Lord Carlisle of Bucklow: I support Amendment No. 57. I am sure that those advising the Minister will accept that the term "exceptional circumstances" has been narrowly construed by the Court of Appeal in many aspects of the criminal law. As the noble Viscount, Lord Bledisloe, said, it would not cover a person who said "For good reasons I am not ready to go on". The words "good reasons" rather than "exceptional circumstances" would meet the Government's requirements and would be fairer to the person who is to be extradited. It would be a sensible amendment.

The clause should perhaps go rather wider and, rather than stating that a judge should believe that there are exceptional circumstances, it should state that the judge is satisfied that there are good reasons.

Lord Mayhew of Twysden: Before the Minister replies, perhaps it would be worth considering a slightly different form of wording. One has to be loyal to the Government's policy—or, to put it another way, I share the Government's wish to speed up the process and to cut out factious delays and factious opportunities to occasion delays—but, at the same time, that cannot be at the expense of justice.

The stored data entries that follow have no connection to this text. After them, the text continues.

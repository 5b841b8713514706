//! Kiln's main application entry point and orchestration logic.
//! Parses command-line arguments, builds the project configuration and
//! drives the materializer.

use chrono::Datelike;

use kiln::{
    bootstrap::ShortgitBootstrapper,
    cli::{get_args, Args},
    config::ProjectSpec,
    error::{default_error_handler, Error, Result},
    logger::init_logger,
    processor::{BootstrapOutcome, Materializer},
    renderer::MiniJinjaRenderer,
};

/// Main application entry point.
fn main() {
    let args = get_args();

    init_logger(args.verbose);

    if let Err(err) = run(args) {
        default_error_handler(err);
    }
}

/// Main application logic execution.
///
/// # Flow
/// 1. Captures the calendar year once
/// 2. Builds the ProjectSpec from arguments and derived defaults
/// 3. Materializes the scaffold
/// 4. Reports the result; a failed bootstrap still exits non-zero even
///    though the scaffold itself was written
fn run(args: Args) -> Result<()> {
    let year = chrono::Local::now().year();
    let spec = ProjectSpec::from_args(&args, year);

    let engine = MiniJinjaRenderer::new();
    let bootstrapper = ShortgitBootstrapper::new();
    let materializer = Materializer::new(&engine, &bootstrapper);

    let base_dir = std::env::current_dir().map_err(|e| Error::filesystem(".", e))?;
    let report = materializer.materialize(&spec, &base_dir)?;

    println!("Scaffolded {} in {}.", spec.project_name, report.project_dir.display());

    match report.bootstrap {
        BootstrapOutcome::Completed => {
            println!("Repository bootstrap completed.");
            Ok(())
        }
        BootstrapOutcome::Skipped => Ok(()),
        BootstrapOutcome::Failed(err) => Err(err),
    }
}
//! Repository bootstrap invocation.
//! Wraps the external helper that initializes version control and
//! creates the remote-hosted repository for a freshly scaffolded
//! project, without pushing any commits.

use std::io;
use std::path::Path;
use std::process::Command;

use log::debug;

use crate::config::Visibility;
use crate::constants::{BOOTSTRAP_COMMAND, BOOTSTRAP_COMMAND_URL};
use crate::error::{Error, Result};

/// Arguments handed to the bootstrap command.
#[derive(Debug)]
pub struct BootstrapRequest<'a> {
    /// Directory of the already-written scaffold
    pub project_dir: &'a Path,
    /// Repository name, normally the distribution name
    pub project_name: &'a str,
    pub visibility: Visibility,
    pub branch: &'a str,
    pub description: Option<&'a str>,
    pub org: Option<&'a str>,
}

/// Trait for repository bootstrap backends.
///
/// Kept narrow so tests can substitute a recording stub and never spawn
/// a real process.
pub trait Bootstrapper {
    /// Initializes version control and the remote repository for an
    /// existing project directory.
    fn bootstrap(&self, request: &BootstrapRequest) -> Result<()>;
}

/// Bootstrapper that shells out to the `shortgit` helper.
pub struct ShortgitBootstrapper;

impl ShortgitBootstrapper {
    pub fn new() -> Self {
        Self
    }
}

impl Default for ShortgitBootstrapper {
    fn default() -> Self {
        ShortgitBootstrapper::new()
    }
}

impl Bootstrapper for ShortgitBootstrapper {
    /// Runs `shortgit init` for the project directory and waits for it
    /// to complete.
    ///
    /// # Errors
    /// * `Error::Bootstrap` if the helper is not installed, cannot be
    ///   spawned, or exits with a non-zero status. Already-written
    ///   project files are never touched.
    fn bootstrap(&self, request: &BootstrapRequest) -> Result<()> {
        let mut command = Command::new(BOOTSTRAP_COMMAND);
        command
            .arg("init")
            .arg(request.project_dir)
            .args(["--name", request.project_name])
            .args(["--visibility", request.visibility.as_str()])
            .args(["--branch", request.branch]);
        if let Some(description) = request.description {
            command.args(["--description", description]);
        }
        if let Some(org) = request.org {
            command.args(["--org", org]);
        }

        debug!("Running bootstrap command: {:?}", command);

        let output = command.output().map_err(|e| match e.kind() {
            io::ErrorKind::NotFound => Error::Bootstrap {
                command: BOOTSTRAP_COMMAND,
                reason: format!(
                    "'{}' not found on PATH. Install it: {}",
                    BOOTSTRAP_COMMAND, BOOTSTRAP_COMMAND_URL
                ),
            },
            _ => Error::Bootstrap {
                command: BOOTSTRAP_COMMAND,
                reason: format!("failed to spawn '{}': {}", BOOTSTRAP_COMMAND, e),
            },
        })?;

        if !output.status.success() {
            let stderr = String::from_utf8_lossy(&output.stderr);
            return Err(Error::Bootstrap {
                command: BOOTSTRAP_COMMAND,
                reason: format!(
                    "'{} init' exited with {}: {}",
                    BOOTSTRAP_COMMAND,
                    output.status,
                    stderr.trim()
                ),
            });
        }

        Ok(())
    }
}
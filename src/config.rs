//! Project configuration for Kiln.
//! This module builds the validated, immutable configuration of a single
//! invocation from parsed arguments plus derived defaults.

use std::fmt;
use std::sync::OnceLock;

use regex::Regex;
use serde::Serialize;

use crate::cli::Args;
use crate::error::{Error, Result};

/// Remote repository visibility handed to the bootstrap command.
#[derive(Debug, Clone, Copy, PartialEq, Eq, Default)]
pub enum Visibility {
    #[default]
    Public,
    Private,
}

impl Visibility {
    pub fn as_str(&self) -> &'static str {
        match self {
            Visibility::Public => "public",
            Visibility::Private => "private",
        }
    }
}

impl fmt::Display for Visibility {
    fn fmt(&self, f: &mut fmt::Formatter<'_>) -> fmt::Result {
        f.write_str(self.as_str())
    }
}

/// Validated configuration of one scaffold invocation.
///
/// Serializes into the template rendering context. Fields that no
/// template may reference (bootstrap parameters) are skipped, so the
/// strict renderer rejects a template reaching for them.
#[derive(Debug, Clone, Serialize)]
pub struct ProjectSpec {
    /// Distribution name; also the root directory to create
    pub project_name: String,
    /// Identifier-safe package folder name under src/
    pub import_name: String,
    pub author: String,
    pub description: String,
    pub version: String,
    pub python_version: String,
    /// Calendar year, captured once at invocation start
    pub year: i32,
    #[serde(skip)]
    pub visibility: Visibility,
    #[serde(skip)]
    pub init_repo: bool,
    #[serde(skip)]
    pub branch: String,
    #[serde(skip)]
    pub org: Option<String>,
}

impl ProjectSpec {
    /// Builds the spec from parsed arguments and an explicitly captured
    /// year. Derivation only; validation happens in the materializer's
    /// preflight step.
    pub fn from_args(args: &Args, year: i32) -> Self {
        let import_name = match &args.import_name {
            Some(name) => name.clone(),
            None => normalize_import_name(&args.project_name),
        };

        Self {
            project_name: args.project_name.clone(),
            import_name,
            author: args.author.clone(),
            description: args.description.clone().unwrap_or_default(),
            version: args.version.clone(),
            python_version: args.python_version.clone(),
            year,
            visibility: if args.private { Visibility::Private } else { Visibility::Public },
            init_repo: !args.no_init,
            branch: args.branch.clone(),
            org: args.org.clone(),
        }
    }

    /// The template rendering context for this spec.
    pub fn context(&self) -> Result<serde_json::Value> {
        serde_json::to_value(self)
            .map_err(|e| Error::Validation(format!("cannot build template context: {}", e)))
    }
}

/// Derives the importable package name from a distribution name:
/// lower-cased, with `-`, `.` and spaces replaced by underscores.
pub fn normalize_import_name(project_name: &str) -> String {
    project_name
        .trim()
        .to_lowercase()
        .replace(['-', '.', ' '], "_")
}

/// Checks that a name is an identifier-like token: letters, digits and
/// underscores, not starting with a digit.
pub fn is_valid_import_name(name: &str) -> bool {
    static IDENTIFIER: OnceLock<Regex> = OnceLock::new();
    let re = IDENTIFIER.get_or_init(|| Regex::new(r"^[A-Za-z_][A-Za-z0-9_]*$").unwrap());
    re.is_match(name)
}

I agree with what has been said about the formulation of "exceptional circumstances", but a judge will require guidance as to what the language employed in substitution for that phrase really means. He will also need guidance on the circumstances in which it is to be used. I am not sure whether the phrase "for good reason" would give him enough guidance.

On reflection, perhaps it would better to use the phrase "where the overall interests of justice require". The phrase "for good reason" seems a little too bland to give a judge the necessary guidance.